One possible piped solution to report inexact matches in a genome to fasta formatted queries =
BBmap (from BBtools) | sam2bed (from bedops)
Steps and syntax that might be applicable for my case:
Step 1. Build searchable index for reference genome to be scanned for matches
Step 2. Scan reference genome index with
bbmap.sh minid=0.8 idfilter=0.8 secondary=T maxsites=500 in=Query.fasta out=Query_Vs_Ref_BBmap_minid_idfilter_80per_multi.sam -noheader
Explanation of the flags
minid = is approximate, but can help accelerate BBmap (paraphrasing Brian Bushnell, BBmap's author)
idfilter = "to filter out alignments with under exactly x% identity" (quoting Brian Bushnell)

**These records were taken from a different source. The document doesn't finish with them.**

//! # Fleet Configuration
//!
//! Process-level settings for the orchestrator core. App-level policy (upgrade
//! and unreachable strategies) lives on each App version; the values here are
//! the defaults new App templates start from.
//!
//! ## Architecture
//!
//! - **Layered**: built-in defaults, then an optional TOML file, then
//!   `FLEET__SECTION__KEY` environment overrides (see [`ConfigManager`]).
//! - **Explicit Validation**: nonsensical values are rejected, never clamped.
//!
//! ## Example
//!
//! ```toml
//! [reconciliation]
//! interval_ms = 1000
//!
//! [unreachable]
//! inactive_after_seconds = 300
//! expunge_after_seconds = 600
//!
//! [leadership]
//! node_id = "fleet-1"
//! ```

pub mod error;
pub mod loader;

use serde::{Deserialize, Serialize};
use std::time::Duration;

use crate::models::app::{AppDefinition, HealthCheck, UnreachableStrategy, UpgradeStrategy};
use crate::models::ids::AppId;

pub use error::{ConfigResult, ConfigurationError};
pub use loader::ConfigManager;

#[derive(Debug, Clone, PartialEq, Default, Serialize, Deserialize)]
#[serde(default)]
pub struct FleetConfig {
    pub reconciliation: ReconciliationConfig,
    pub unreachable: UnreachableConfig,
    pub deployment: DeploymentConfig,
    pub events: EventsConfig,
    pub leadership: LeadershipConfig,
    pub health: HealthConfig,
}

#[derive(Debug, Clone, PartialEq, Serialize, Deserialize)]
#[serde(default)]
pub struct ReconciliationConfig {
    /// Run the background loop while leader. Tests drive cycles by hand.
    pub enabled: bool,
    pub interval_ms: u64,
    /// Kills not confirmed after this long are sent again.
    pub kill_retry_seconds: u64,
    /// Staged instances that never report are killed after this long.
    pub launch_timeout_seconds: u64,
}

impl Default for ReconciliationConfig {
    fn default() -> Self {
        Self {
            enabled: true,
            interval_ms: 1000,
            kill_retry_seconds: 30,
            launch_timeout_seconds: 300,
        }
    }
}

#[derive(Debug, Clone, PartialEq, Serialize, Deserialize)]
#[serde(default)]
pub struct UnreachableConfig {
    pub inactive_after_seconds: u64,
    pub expunge_after_seconds: u64,
}

impl Default for UnreachableConfig {
    fn default() -> Self {
        Self {
            inactive_after_seconds: 300,
            expunge_after_seconds: 600,
        }
    }
}

#[derive(Debug, Clone, PartialEq, Serialize, Deserialize)]
#[serde(default)]
pub struct DeploymentConfig {
    /// A step that makes no progress for this long fails its deployment.
    pub step_timeout_seconds: u64,
    pub minimum_health_capacity: f64,
    pub maximum_over_capacity: f64,
}

impl Default for DeploymentConfig {
    fn default() -> Self {
        Self {
            step_timeout_seconds: 600,
            minimum_health_capacity: 1.0,
            maximum_over_capacity: 1.0,
        }
    }
}

#[derive(Debug, Clone, PartialEq, Serialize, Deserialize)]
#[serde(default)]
pub struct EventsConfig {
    pub buffer_size: usize,
}

impl Default for EventsConfig {
    fn default() -> Self {
        Self { buffer_size: 1024 }
    }
}

#[derive(Debug, Clone, PartialEq, Serialize, Deserialize)]
#[serde(default)]
pub struct LeadershipConfig {
    pub node_id: String,
    /// Pause between relinquishing the seat and campaigning again.
    pub campaign_backoff_ms: u64,
}

impl Default for LeadershipConfig {
    fn default() -> Self {
        Self {
            node_id: "fleet-node".to_string(),
            campaign_backoff_ms: 500,
        }
    }
}

#[derive(Debug, Clone, PartialEq, Serialize, Deserialize)]
#[serde(default)]
pub struct HealthConfig {
    pub default_grace_period_seconds: u64,
    pub default_interval_seconds: u64,
    pub default_max_consecutive_failures: u32,
}

impl Default for HealthConfig {
    fn default() -> Self {
        Self {
            default_grace_period_seconds: 300,
            default_interval_seconds: 60,
            default_max_consecutive_failures: 3,
        }
    }
}

impl FleetConfig {
    pub fn validate(&self) -> ConfigResult<()> {
        if self.reconciliation.interval_ms == 0 {
            return Err(ConfigurationError::invalid_value(
                "reconciliation.interval_ms",
                self.reconciliation.interval_ms,
                "must be > 0",
            ));
        }
        if self.unreachable.expunge_after_seconds < self.unreachable.inactive_after_seconds {
            return Err(ConfigurationError::invalid_value(
                "unreachable.expunge_after_seconds",
                self.unreachable.expunge_after_seconds,
                format!(
                    "must be >= unreachable.inactive_after_seconds ({})",
                    self.unreachable.inactive_after_seconds
                ),
            ));
        }
        if self.deployment.step_timeout_seconds == 0 {
            return Err(ConfigurationError::invalid_value(
                "deployment.step_timeout_seconds",
                self.deployment.step_timeout_seconds,
                "must be > 0",
            ));
        }
        if !(0.0..=1.0).contains(&self.deployment.minimum_health_capacity) {
            return Err(ConfigurationError::invalid_value(
                "deployment.minimum_health_capacity",
                self.deployment.minimum_health_capacity,
                "must be within [0, 1]",
            ));
        }
        if !self.deployment.maximum_over_capacity.is_finite()
            || self.deployment.maximum_over_capacity < 0.0
        {
            return Err(ConfigurationError::invalid_value(
                "deployment.maximum_over_capacity",
                self.deployment.maximum_over_capacity,
                "must be >= 0",
            ));
        }
        if self.events.buffer_size == 0 {
            return Err(ConfigurationError::invalid_value(
                "events.buffer_size",
                self.events.buffer_size,
                "must be > 0",
            ));
        }
        if self.leadership.node_id.trim().is_empty() {
            return Err(ConfigurationError::invalid_value(
                "leadership.node_id",
                &self.leadership.node_id,
                "must not be empty",
            ));
        }
        if self.health.default_interval_seconds == 0 {
            return Err(ConfigurationError::invalid_value(
                "health.default_interval_seconds",
                self.health.default_interval_seconds,
                "must be > 0",
            ));
        }
        Ok(())
    }

    pub fn reconciliation_interval(&self) -> Duration {
        Duration::from_millis(self.reconciliation.interval_ms)
    }

    pub fn kill_retry(&self) -> chrono::Duration {
        chrono_seconds(self.reconciliation.kill_retry_seconds)
    }

    pub fn launch_timeout(&self) -> chrono::Duration {
        chrono_seconds(self.reconciliation.launch_timeout_seconds)
    }

    pub fn campaign_backoff(&self) -> Duration {
        Duration::from_millis(self.leadership.campaign_backoff_ms)
    }

    pub fn step_timeout(&self) -> chrono::Duration {
        chrono_seconds(self.deployment.step_timeout_seconds)
    }

    pub fn default_unreachable_strategy(&self) -> UnreachableStrategy {
        UnreachableStrategy::Enabled {
            inactive_after_seconds: self.unreachable.inactive_after_seconds,
            expunge_after_seconds: self.unreachable.expunge_after_seconds,
        }
    }

    pub fn default_upgrade_strategy(&self) -> UpgradeStrategy {
        UpgradeStrategy::new(
            self.deployment.minimum_health_capacity,
            self.deployment.maximum_over_capacity,
        )
    }

    /// App definition pre-filled with this process's default strategies.
    pub fn app_template(&self, id: AppId, instances: u32) -> AppDefinition {
        AppDefinition::new(id, instances)
            .with_upgrade_strategy(self.default_upgrade_strategy())
            .with_unreachable_strategy(self.default_unreachable_strategy())
    }

    /// HTTP health check with this process's default timings.
    pub fn http_health_check(&self, path: impl Into<String>) -> HealthCheck {
        let mut check = HealthCheck::http(path);
        check.grace_period_seconds = self.health.default_grace_period_seconds;
        check.interval_seconds = self.health.default_interval_seconds;
        check.max_consecutive_failures = self.health.default_max_consecutive_failures;
        check
    }
}

fn chrono_seconds(seconds: u64) -> chrono::Duration {
    i64::try_from(seconds)
        .ok()
        .and_then(chrono::Duration::try_seconds)
        .unwrap_or(chrono::Duration::MAX)
}
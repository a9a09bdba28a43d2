mod handover_test;
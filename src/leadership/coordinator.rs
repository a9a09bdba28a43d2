//! # Leadership Coordinator
//!
//! Drives one process through `Standby -> Active -> Abdicated -> Standby`.
//!
//! ## Architecture
//!
//! - **Standby**: campaign in the election; a standby process performs no
//!   mutations.
//! - **Active**: once elected, hand the term to the orchestrator, which reloads
//!   state and starts reconciling. Stay active until the term is lost, the
//!   process abdicates or it shuts down.
//! - **Abdicated**: stop the orchestrator, resign the term, back off, then
//!   campaign again.
//!
//! The orchestrator stops acting under a term before the term is resigned, so
//! two processes never mutate at the same time.

use parking_lot::{Mutex, RwLock};
use serde::{Deserialize, Serialize};
use std::fmt;
use std::sync::Arc;
use std::time::Duration;
use tokio::sync::{watch, Notify};
use tokio::task::JoinHandle;
use tracing::{info, warn};

use super::election::LeaderElection;
use super::term::{LeaderInfo, LeadershipTerm};
use crate::error::{FleetError, FleetResult};
use crate::logging::{log_error, log_leadership_operation};
use crate::orchestration::FleetOrchestrator;

#[derive(Debug, Clone, Copy, PartialEq, Eq, Hash, Serialize, Deserialize)]
#[serde(rename_all = "snake_case")]
pub enum CoordinatorState {
    Standby,
    Active,
    Abdicated,
}

impl fmt::Display for CoordinatorState {
    fn fmt(&self, f: &mut fmt::Formatter<'_>) -> fmt::Result {
        match self {
            Self::Standby => write!(f, "standby"),
            Self::Active => write!(f, "active"),
            Self::Abdicated => write!(f, "abdicated"),
        }
    }
}

/// Handles shared between the coordinator and its background task.
#[derive(Clone)]
struct Shared {
    node_id: String,
    orchestrator: Arc<FleetOrchestrator>,
    election: Arc<dyn LeaderElection>,
    backoff: Duration,
    state: Arc<RwLock<CoordinatorState>>,
    abdicate: Arc<Notify>,
}

pub struct LeadershipCoordinator {
    shared: Shared,
    shutdown: watch::Sender<bool>,
    task: Mutex<Option<JoinHandle<()>>>,
}

impl fmt::Debug for LeadershipCoordinator {
    fn fmt(&self, f: &mut fmt::Formatter<'_>) -> fmt::Result {
        f.debug_struct("LeadershipCoordinator")
            .field("node_id", &self.shared.node_id)
            .field("state", &*self.shared.state.read())
            .finish_non_exhaustive()
    }
}

impl LeadershipCoordinator {
    /// Coordinator for `orchestrator`, campaigning under its configured node id.
    pub fn new(orchestrator: Arc<FleetOrchestrator>) -> Self {
        let (shutdown, _) = watch::channel(false);
        Self {
            shared: Shared {
                node_id: orchestrator.node_id().to_string(),
                election: Arc::clone(orchestrator.election()),
                backoff: orchestrator.config().campaign_backoff(),
                orchestrator,
                state: Arc::new(RwLock::new(CoordinatorState::Standby)),
                abdicate: Arc::new(Notify::new()),
            },
            shutdown,
            task: Mutex::new(None),
        }
    }

    /// Start campaigning in the background.
    pub fn start(&self) -> FleetResult<()> {
        let mut task = self.task.lock();
        if task.is_some() {
            return Err(FleetError::Conflict(format!(
                "Coordinator for {} already started",
                self.shared.node_id
            )));
        }
        let shared = self.shared.clone();
        let shutdown = self.shutdown.subscribe();
        *task = Some(tokio::spawn(async move { shared.run(shutdown).await }));
        info!(node_id = %self.shared.node_id, "👑 LEADERSHIP: Coordinator started");
        Ok(())
    }

    pub fn node_id(&self) -> &str {
        &self.shared.node_id
    }

    pub fn state(&self) -> CoordinatorState {
        *self.shared.state.read()
    }

    /// Term this process currently acts under.
    pub fn active_term(&self) -> Option<LeadershipTerm> {
        self.shared.orchestrator.active_term()
    }

    /// Current leader of the election, whichever process holds it.
    pub fn leader(&self) -> Option<LeaderInfo> {
        self.shared.election.current().as_ref().map(LeaderInfo::from)
    }

    /// Step down. Returns once abdication has been initiated; the
    /// orchestrator stops and the term is resigned in the background.
    pub fn abdicate(&self) -> FleetResult<()> {
        if self.state() != CoordinatorState::Active {
            return Err(FleetError::NotLeader);
        }
        info!(node_id = %self.shared.node_id, "👑 LEADERSHIP: Abdication requested");
        self.shared.abdicate.notify_one();
        Ok(())
    }

    /// Stop campaigning and, if leading, relinquish and resign.
    pub async fn shutdown(&self) {
        self.shutdown.send_replace(true);
        let task = self.task.lock().take();
        if let Some(task) = task {
            if let Err(error) = task.await {
                warn!(error = %error, "Coordinator task ended abnormally");
            }
        }
    }

    /// Poll until the coordinator reaches `state` or `timeout` passes.
    pub async fn wait_for_state(&self, state: CoordinatorState, timeout: Duration) -> bool {
        let poll = async {
            while self.state() != state {
                tokio::time::sleep(Duration::from_millis(5)).await;
            }
        };
        tokio::time::timeout(timeout, poll).await.is_ok()
    }
}

impl Shared {
    fn set_state(&self, state: CoordinatorState) {
        *self.state.write() = state;
    }

    async fn run(self, mut shutdown: watch::Receiver<bool>) {
        loop {
            if *shutdown.borrow() {
                break;
            }
            self.set_state(CoordinatorState::Standby);

            let term = tokio::select! {
                result = self.election.campaign(&self.node_id) => match result {
                    Ok(term) => term,
                    Err(e) => {
                        log_error("leadership", "campaign", &e.to_string(), Some(&self.node_id));
                        if self.pause(&mut shutdown).await {
                            break;
                        }
                        continue;
                    }
                },
                _ = shutdown.changed() => break,
            };

            if let Err(e) = self.orchestrator.take_leadership(term.clone()).await {
                log_error("leadership", "take_leadership", &e.to_string(), Some(&self.node_id));
                self.step_down(&term).await;
                if self.pause(&mut shutdown).await {
                    break;
                }
                continue;
            }
            self.set_state(CoordinatorState::Active);
            log_leadership_operation("elected", &self.node_id, Some(term.epoch()), "active", None);

            let abdicated = tokio::select! {
                _ = self.abdicate.notified() => true,
                _ = self.election.term_lost(&term) => {
                    warn!(term = %term, "👑 LEADERSHIP: Term lost");
                    false
                }
                _ = shutdown.changed() => false,
            };

            self.step_down(&term).await;
            if abdicated {
                self.set_state(CoordinatorState::Abdicated);
                log_leadership_operation("abdicated", &self.node_id, Some(term.epoch()), "abdicated", None);
            } else {
                self.set_state(CoordinatorState::Standby);
            }

            let stopping = *shutdown.borrow();
            if stopping || self.pause(&mut shutdown).await {
                break;
            }
        }

        self.set_state(CoordinatorState::Standby);
        info!(node_id = %self.node_id, "👑 LEADERSHIP: Coordinator stopped");
    }

    /// Stop acting under `term`, then give it up.
    async fn step_down(&self, term: &LeadershipTerm) {
        self.orchestrator.relinquish().await;
        if let Err(e) = self.election.resign(term).await {
            log_error("leadership", "resign", &e.to_string(), Some(&self.node_id));
        }
    }

    /// Back off before campaigning again. True when shutdown was requested.
    async fn pause(&self, shutdown: &mut watch::Receiver<bool>) -> bool {
        tokio::select! {
            _ = tokio::time::sleep(self.backoff) => false,
            _ = shutdown.changed() => true,
        }
    }
}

secondary = enables reporting match details for not just the first or best match
maxsites = provides a ceiling for the number of matching genomic regions for which details will be saved to the output file
noheader = I didn't want bulkier output files than required, therefore suppressing SAM file format header info
Step 3. Convert output SAM file to BED format
sam2bed < BBmap_out.sam > Coords_file.bed
Step 4. Parse BED format for match coords report
Use awk, Perl or Python script, or BBmap reporting option in step 2 itself
AFAIK, NGS mappers like BBmap were not designed with such a goal in mind, so I've still got to QC my suggested little pipeline with control cases. So this is a placeholder, and I will edit details if and when necessary.
Software versions : BBTools - BBMap version 38.35, bedops - version: 2.4.35 (typical)
Downloaded from : https://sourceforge.net/projects/bbmap/ and https://bedops.readthedocs.io/en/latest/index.html
PS. Thanks to Brian Bushnell for advising use of
idfilter flag during the BBmap step.
Perhaps Brian can render the final verdict on validity of this syntax?! Though I don't see any posts from him in > 1 year now...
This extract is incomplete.